The key feature here is that the process is started using the CREATE_SUSPENDED flag. While this feature may not be commonly included across all events that report on process creation, the feature itself is theoretically observable. Similar to our WMI Lateral Movement example, there will be both an implicit and an explicit Process Create operation when this operation chain is executed. The implicit Process Create will be related to the utility that is implementing Process Hollowing. In general, the details related to this utility are unpredictable. On the other hand, the explicit Process Create is related to the “sacrificial process” that will be hollowed out to eventually execute the malicious code. The attacker again has complete freedom to select the application that they use as the sacrificial process; however, the suspended initial state will be consistent for at least this particular operation chain. Therefore, we can glean that a process might be subject to hollowing if we can observe that it was created in a suspended state. It is important to remember that all instances of process hollowing will be created in a suspended state, however not all processes created in a suspended state will be indicative of process hollowing.

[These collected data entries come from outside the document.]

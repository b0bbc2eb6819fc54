//! Diesel row models for list and task persistence.

use super::schema::{lists, tasks};
use crate::todo::domain::{
    List, ListId, ListTitle, PersistedListData, PersistedTaskData, Task, TaskId, TaskText,
    TodoDomainError,
};
use chrono::{DateTime, Utc};
use diesel::prelude::*;

/// Query result row for list records.
#[derive(Debug, Clone, Queryable, Selectable)]
#[diesel(table_name = lists)]
#[diesel(check_for_backend(diesel::pg::Pg))]
pub struct ListRow {
    /// List identifier.
    pub id: uuid::Uuid,
    /// List title.
    pub title: String,
    /// Optional description.
    pub description: Option<String>,
    /// Creation timestamp.
    pub created_at: DateTime<Utc>,
}

/// Insert model for list records.
#[derive(Debug, Clone, Insertable)]
#[diesel(table_name = lists)]
pub struct NewListRow {
    /// List identifier.
    pub id: uuid::Uuid,
    /// List title.
    pub title: String,
    /// Optional description.
    pub description: Option<String>,
    /// Creation timestamp.
    pub created_at: DateTime<Utc>,
}

/// Mutable list columns.
#[derive(Debug, Clone, AsChangeset)]
#[diesel(table_name = lists, treat_none_as_null = true)]
pub struct ListChangeset {
    /// New title.
    pub title: String,
    /// New description; `None` clears the column.
    pub description: Option<String>,
}

/// Query result row for task records.
#[derive(Debug, Clone, Queryable, Selectable)]
#[diesel(table_name = tasks)]
#[diesel(check_for_backend(diesel::pg::Pg))]
pub struct TaskRow {
    /// Task identifier.
    pub id: uuid::Uuid,
    /// Owning list identifier.
    pub list_id: uuid::Uuid,
    /// Task text.
    pub text: String,
    /// Completion flag.
    pub completed: bool,
    /// Creation timestamp.
    pub created_at: DateTime<Utc>,
    /// Last update timestamp.
    pub updated_at: DateTime<Utc>,
}

/// Insert model for task records.
#[derive(Debug, Clone, Insertable)]
#[diesel(table_name = tasks)]
pub struct NewTaskRow {
    /// Task identifier.
    pub id: uuid::Uuid,
    /// Owning list identifier.
    pub list_id: uuid::Uuid,
    /// Task text.
    pub text: String,
    /// Completion flag.
    pub completed: bool,
    /// Creation timestamp.
    pub created_at: DateTime<Utc>,
    /// Last update timestamp.
    pub updated_at: DateTime<Utc>,
}

/// Caller-controlled task columns; `updated_at` is set by the statement.
#[derive(Debug, Clone, AsChangeset)]
#[diesel(table_name = tasks)]
pub struct TaskChangeset {
    /// New text.
    pub text: String,
    /// New completion flag.
    pub completed: bool,
}

impl From<&List> for NewListRow {
    fn from(list: &List) -> Self {
        Self {
            id: list.id().into_inner(),
            title: list.title().as_str().to_owned(),
            description: list.description().map(str::to_owned),
            created_at: list.created_at(),
        }
    }
}

impl From<&List> for ListChangeset {
    fn from(list: &List) -> Self {
        Self {
            title: list.title().as_str().to_owned(),
            description: list.description().map(str::to_owned),
        }
    }
}

impl TryFrom<ListRow> for List {
    type Error = TodoDomainError;

    fn try_from(row: ListRow) -> Result<Self, Self::Error> {
        Ok(Self::from_persisted(PersistedListData {
            id: ListId::from_uuid(row.id),
            title: ListTitle::new(row.title)?,
            description: row.description,
            created_at: row.created_at,
        }))
    }
}

impl From<&Task> for NewTaskRow {
    fn from(task: &Task) -> Self {
        Self {
            id: task.id().into_inner(),
            list_id: task.list_id().into_inner(),
            text: task.text().as_str().to_owned(),
            completed: task.completed(),
            created_at: task.created_at(),
            updated_at: task.updated_at(),
        }
    }
}

impl From<&Task> for TaskChangeset {
    fn from(task: &Task) -> Self {
        Self {
            text: task.text().as_str().to_owned(),
            completed: task.completed(),
        }
    }
}

impl TryFrom<TaskRow> for Task {
    type Error = TodoDomainError;

    fn try_from(row: TaskRow) -> Result<Self, Self::Error> {
        Ok(Self::from_persisted(PersistedTaskData {
            id: TaskId::from_uuid(row.id),
            list_id: ListId::from_uuid(row.list_id),
            text: TaskText::new(row.text)?,
            completed: row.completed,
            created_at: row.created_at,
            updated_at: row.updated_at,
        }))
    }
}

The goal of this article is not to say that all detections based on process creation are brittle. It’s to point out that not all process creation events are created equal; that process creation is a key component of some techniques while it is incidental to many others; and that a single event can have different detective powers in different situations.
I hope that I’ve demonstrated the utility of understanding HOW a technique works, mapping that understanding in a comprehensible manner, and converting that understanding into a detection rule. It is also important to understand that even when an operation chain explicitly includes a Process Create operation, we must be cautious to ensure that we select the correct process to focus on. We must also work to ascertain the feature(s) that remain static enough to facilitate predictive results (i.e., a predictable parent process or the suspended state).

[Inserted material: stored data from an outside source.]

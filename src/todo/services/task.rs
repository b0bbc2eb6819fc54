//! Service layer for task use cases.

use super::ServiceErrorKind;
use crate::pagination::{Page, PageRequest};
use crate::todo::{
    domain::{ListId, Task, TaskId, TaskPatch, TaskText, TodoDomainError},
    ports::{ListRepository, ListRepositoryError, TaskRepository, TaskRepositoryError},
};
use mockable::Clock;
use std::sync::Arc;
use thiserror::Error;

/// Request payload for a partial task update.
///
/// `None` leaves the field unchanged.
#[derive(Debug, Clone, Default, PartialEq, Eq)]
pub struct UpdateTaskRequest {
    /// Replacement text.
    pub text: Option<String>,
    /// Replacement completion flag.
    pub completed: Option<bool>,
}

/// Service-level errors for task operations.
#[derive(Debug, Error)]
pub enum TaskServiceError {
    /// Domain validation failed.
    #[error(transparent)]
    Domain(#[from] TodoDomainError),
    /// The parent list lookup failed.
    #[error(transparent)]
    List(#[from] ListRepositoryError),
    /// Task repository operation failed.
    #[error(transparent)]
    Repository(#[from] TaskRepositoryError),
}

impl TaskServiceError {
    /// Classifies the failure.
    #[must_use]
    pub fn kind(&self) -> ServiceErrorKind {
        match self {
            Self::Domain(_) => ServiceErrorKind::Validation,
            Self::List(err) => err.into(),
            Self::Repository(err) => err.into(),
        }
    }
}

/// Result type for task service operations.
pub type TaskServiceResult<T> = Result<T, TaskServiceError>;

/// Task orchestration service.
pub struct TaskService<T, L, C>
where
    T: TaskRepository + ?Sized,
    L: ListRepository + ?Sized,
    C: Clock + Send + Sync,
{
    tasks: Arc<T>,
    lists: Arc<L>,
    clock: Arc<C>,
}

impl<T, L, C> TaskService<T, L, C>
where
    T: TaskRepository + ?Sized,
    L: ListRepository + ?Sized,
    C: Clock + Send + Sync,
{
    /// Creates a new task service.
    #[must_use]
    pub const fn new(tasks: Arc<T>, lists: Arc<L>, clock: Arc<C>) -> Self {
        Self {
            tasks,
            lists,
            clock,
        }
    }

    /// Creates a task in an existing list.
    ///
    /// # Errors
    ///
    /// Returns [`TaskServiceError::Domain`] for invalid text,
    /// [`ListRepositoryError::NotFound`] when the list does not exist, and
    /// repository errors when persistence fails.
    #[tracing::instrument(skip(self, text))]
    pub async fn create_task(
        &self,
        list_id: ListId,
        text: impl Into<String> + Send,
    ) -> TaskServiceResult<Task> {
        let task_text = TaskText::new(text)?;
        self.lists.get_by_id(list_id).await?;
        let task = Task::new(list_id, task_text, &*self.clock);
        let stored = self.tasks.create(&task).await?;
        tracing::info!(task_id = %stored.id(), "task created");
        Ok(stored)
    }

    /// Returns one page of a list's tasks, newest first.
    ///
    /// # Errors
    ///
    /// Returns [`ListRepositoryError::NotFound`] when the list does not exist
    /// and persistence-layer errors from the repositories.
    pub async fn list_tasks(
        &self,
        list_id: ListId,
        page: PageRequest,
    ) -> TaskServiceResult<Page<Task>> {
        self.lists.get_by_id(list_id).await?;
        Ok(self.tasks.list_by_list_id(list_id, page).await?)
    }

    /// Fetches a task.
    ///
    /// # Errors
    ///
    /// Returns [`TaskRepositoryError::NotFound`] when the task does not exist.
    pub async fn get_task(&self, id: TaskId) -> TaskServiceResult<Task> {
        Ok(self.tasks.get_by_id(id).await?)
    }

    /// Applies a partial update.
    ///
    /// The update timestamp always moves forward, even when the request
    /// changes nothing.
    ///
    /// # Errors
    ///
    /// Returns [`TaskServiceError::Domain`] when replacement text is invalid
    /// and [`TaskRepositoryError::NotFound`] when the task does not exist.
    #[tracing::instrument(skip(self, request))]
    pub async fn update_task(
        &self,
        id: TaskId,
        request: UpdateTaskRequest,
    ) -> TaskServiceResult<Task> {
        let patch = TaskPatch {
            text: request.text.map(TaskText::new).transpose()?,
            completed: request.completed,
        };
        let mut task = self.tasks.get_by_id(id).await?;
        task.apply(patch, &*self.clock);
        Ok(self.tasks.update(&task).await?)
    }

    /// Deletes a task.
    ///
    /// # Errors
    ///
    /// Returns [`TaskRepositoryError::NotFound`] when the task does not exist.
    #[tracing::instrument(skip(self))]
    pub async fn delete_task(&self, id: TaskId) -> TaskServiceResult<()> {
        self.tasks.delete(id).await?;
        tracing::info!("task deleted");
        Ok(())
    }
}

Lastly, I will leave you with an idea. There’s long been a debate about the meaning of two relative abstract concepts in the world of detection engineering: namely “signature based detection” vs. “behavior based detection”. Generally speaking, signatures focus on the implementation (the what) while behaviors focus on the interaction between the tool and the operating system (the how). While this understanding provides a nice heuristic, I’ve found that there is a wide gray area where it becomes difficult to discern between the two. My proposal is that we can use the operation chain to determine whether a detection rule is focused on the behavior or not. What I mean is that if a detection is focused on an operation that is not an explicit component of the operation chain (e.g., the implicit Process Create) then it fits squarely into the signature category. If, on the other hand, a detection is based on an operation that is explicitly included in the operation chain (i.e. explicit Process Create, Token Query, Service Create, etc.) then it is behavioral.